The issue does not lie solely, perhaps not even primarily, with platform companies. At this point, it’s tough to say that Uber is ripping off drivers when it is itself wildly unprofitable. Given that most of the platform players are startups running on venture capitalist cash, profits may not been seen for several years yet. In the meantime, workers will (and some already have) come to depend on these platforms for income. Some of them may be regulated out of existence–most operate in gray areas, legally speaking, in terms of how they relate to the people working under the platform.

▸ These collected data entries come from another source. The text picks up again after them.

#[cfg(test)]
mod tests {
    use super::*;
    use crate::store::MemoryStore;
    use chrono::Duration;

    fn loaded_repo() -> TaskRepository<MemoryStore> {
        let mut repo = TaskRepository::new(MemoryStore::new(), DEFAULT_STORAGE_KEY);
        repo.load();
        repo
    }

    fn empty_repo() -> TaskRepository<MemoryStore> {
        let store = MemoryStore::with_entry(DEFAULT_STORAGE_KEY, "[]");
        let mut repo = TaskRepository::new(store, DEFAULT_STORAGE_KEY);
        repo.load();
        repo
    }

    fn ids(tasks: &[Task]) -> Vec<&str> {
        tasks.iter().map(|task| task.id.as_str()).collect()
    }

    #[test]
    fn load_without_data_seeds_sample_board() {
        let mut repo = TaskRepository::new(MemoryStore::new(), DEFAULT_STORAGE_KEY);
        assert_eq!(repo.load(), LoadOutcome::Seeded);
        assert_eq!(repo.all(), sample_tasks());
        repo.assert_consistent();
    }

    #[test]
    fn load_with_corrupt_data_seeds_sample_board() {
        let store = MemoryStore::with_entry(DEFAULT_STORAGE_KEY, "{ not json");
        let mut repo = TaskRepository::new(store, DEFAULT_STORAGE_KEY);
        assert_eq!(repo.load(), LoadOutcome::Seeded);
        assert_eq!(repo.count(), 3);
    }

    #[test]
    fn load_respects_empty_array() {
        let repo = empty_repo();
        assert_eq!(repo.count(), 0);
        assert!(repo.snapshot().is_empty());
    }

    #[test]
    fn load_drops_duplicate_ids() {
        let mut tasks = sample_tasks();
        let mut copy = tasks[0].clone();
        copy.title = "shadow".to_string();
        tasks.push(copy);
        let bytes = encode_tasks(&tasks).expect("encode");

        let mut repo = TaskRepository::new(MemoryStore::with_entry("k", bytes), "k");
        assert_eq!(
            repo.load(),
            LoadOutcome::Restored {
                count: 3,
                duplicates: 1
            }
        );
        let first = repo.get(&TaskId::new("task_001")).expect("kept");
        assert_eq!(first.title, "implement_user_auth()");
        repo.assert_consistent();
    }

    #[test]
    fn load_does_not_write() {
        let repo = loaded_repo();
        assert_eq!(repo.store().writes(), 0);
    }

    #[test]
    fn create_yields_fresh_todo_task() {
        let mut repo = loaded_repo();
        let before: Vec<_> = repo.all().into_iter().map(|task| task.id).collect();
        let now = Utc::now();

        let task = repo.create("Add dark mode", "css tweaks").expect("create");

        assert!(!before.contains(&task.id));
        assert_eq!(task.status, TaskStatus::Todo);
        assert!(task.created_at <= Utc::now());
        assert!(task.created_at >= now);
        assert_eq!(task.tags, vec!["frontend"]);
        assert_eq!(repo.count(), 4);
        assert_eq!(repo.get(&task.id), Some(task));
        repo.assert_consistent();
    }

    #[test]
    fn create_appends_and_persists() {
        let mut repo = empty_repo();
        let first = repo.create("first", "").expect("create");
        let second = repo.create("second", "").expect("create");

        assert_eq!(ids(&repo.all()), vec![first.id.as_str(), second.id.as_str()]);
        assert_eq!(repo.store().writes(), 2);
    }

    #[test]
    fn create_trims_text() {
        let mut repo = empty_repo();
        let task = repo.create("  padded  ", "\n body \n").expect("create");
        assert_eq!(task.title, "padded");
        assert_eq!(task.description, "body");
    }

    #[test]
    fn create_rejects_blank_title_without_mutation() {
        let mut repo = loaded_repo();
        let before = repo.all();

        let err = repo.create("   ", "description").expect_err("blank title");

        assert!(err.is_validation());
        assert_eq!(repo.all(), before);
        assert_eq!(repo.store().writes(), 0);
    }

    #[test]
    fn remove_drops_task_from_every_view() {
        let mut repo = loaded_repo();
        let id = TaskId::new("task_002");

        assert!(repo.remove(&id));

        assert_eq!(repo.count(), 2);
        assert!(repo.get(&id).is_none());
        for status in TaskStatus::all() {
            assert!(repo.by_status(status).iter().all(|task| task.id != id));
        }
        repo.assert_consistent();
    }

    #[test]
    fn remove_unknown_id_is_false_and_does_not_persist() {
        let mut repo = loaded_repo();
        assert!(!repo.remove(&TaskId::new("missing")));
        assert_eq!(repo.count(), 3);
        assert_eq!(repo.store().writes(), 0);
    }

    #[test]
    fn set_status_unknown_id_leaves_collection_unchanged() {
        let mut repo = loaded_repo();
        let before = repo.all();
        assert!(!repo.set_status(&TaskId::new("missing"), TaskStatus::Done));
        assert_eq!(repo.all(), before);
    }

    #[test]
    fn set_status_moves_task_between_columns() {
        let mut repo = loaded_repo();
        let id = TaskId::new("task_001");

        assert!(repo.set_status(&id, TaskStatus::Done));

        assert!(repo.by_status(TaskStatus::Todo).is_empty());
        assert_eq!(ids(&repo.by_status(TaskStatus::Done)), vec!["task_001", "task_003"]);
    }

    #[test]
    fn set_same_status_succeeds_and_persists() {
        let mut repo = loaded_repo();
        let id = TaskId::new("task_003");
        let before = repo.all();

        assert!(repo.set_status(&id, TaskStatus::Done));

        assert_eq!(repo.all(), before);
        assert_eq!(repo.store().writes(), 1);
    }

    #[test]
    fn by_status_preserves_insertion_order() {
        let mut repo = empty_repo();
        let now = Utc::now();
        let a = repo.create_at("a", "", now).expect("a");
        let b = repo.create_at("b", "", now + Duration::seconds(1)).expect("b");
        let c = repo.create_at("c", "", now + Duration::seconds(2)).expect("c");
        repo.set_status(&b.id, TaskStatus::Done);

        let todo = repo.by_status(TaskStatus::Todo);
        assert_eq!(ids(&todo), vec![a.id.as_str(), c.id.as_str()]);
    }

    #[test]
    fn reads_return_copies() {
        let repo = loaded_repo();
        let mut copy = repo.all();
        copy[0].title = "mutated".to_string();
        assert_ne!(repo.all()[0].title, "mutated");
    }

    #[test]
    fn persisted_collection_reloads_equal() {
        let mut repo = loaded_repo();
        repo.create("Fix urgent bug in login", "").expect("create");
        repo.set_status(&TaskId::new("task_001"), TaskStatus::InProgress);
        let expected = repo.all();

        let mut reloaded = TaskRepository::new(repo.store().clone(), DEFAULT_STORAGE_KEY);
        assert_eq!(
            reloaded.load(),
            LoadOutcome::Restored {
                count: 4,
                duplicates: 0
            }
        );
        assert_eq!(reloaded.all(), expected);
    }

    #[test]
    fn persist_failure_keeps_state_and_is_reported_once() {
        let mut repo = loaded_repo();
        repo.store_mut().set_fail_writes(true);

        let task = repo.create("offline task", "").expect("create still succeeds");

        assert!(repo.contains(&task.id));
        assert!(matches!(
            repo.take_persist_failure(),
            Some(StoreError::WriteRejected { .. })
        ));
        assert!(repo.take_persist_failure().is_none());
    }

    #[test]
    fn clear_empties_and_next_load_reseeds() {
        let mut repo = loaded_repo();
        repo.create("temporary", "").expect("create");

        repo.clear().expect("clear");
        assert_eq!(repo.count(), 0);
        assert!(repo.store().get(DEFAULT_STORAGE_KEY).expect("get").is_none());

        assert_eq!(repo.load(), LoadOutcome::Seeded);
        assert_eq!(repo.count(), 3);
    }

    #[test]
    fn clear_failure_keeps_collection() {
        let mut repo = loaded_repo();
        repo.store_mut().set_fail_writes(true);
        assert!(repo.clear().is_err());
        assert_eq!(repo.count(), 3);
    }
}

There is no reason to believe that a platform economy needs to be a bad thing. Choosing your own hours, what tasks you will do, and for what price is a fascinating concept–workers have never held so much hypothetical power to negotiate the terms of their work. But current implementations are very worker-hostile, and succeed primarily by externalizing their costs onto the workers themselves as well as public coffers. (Large, established companies like Walmart do the same, it must be pointed out.) That such services are now available to people who aren’t wealthy is also an intriguing development, although one might ask how much of that is the result of people having to work excessive hours just to stay afloat, left with little choice but to offload everyday tasks to people willing to do them cheaply.

It’s hard to say what the platform economy will turn into and to what extent it will ultimately influence the future of work. But if nothing else, it looks here to stay, and perhaps at some point the platforms themselves will become commoditized enough to empower workers themselves, rather than Silicon Valley startups and venture capitalists.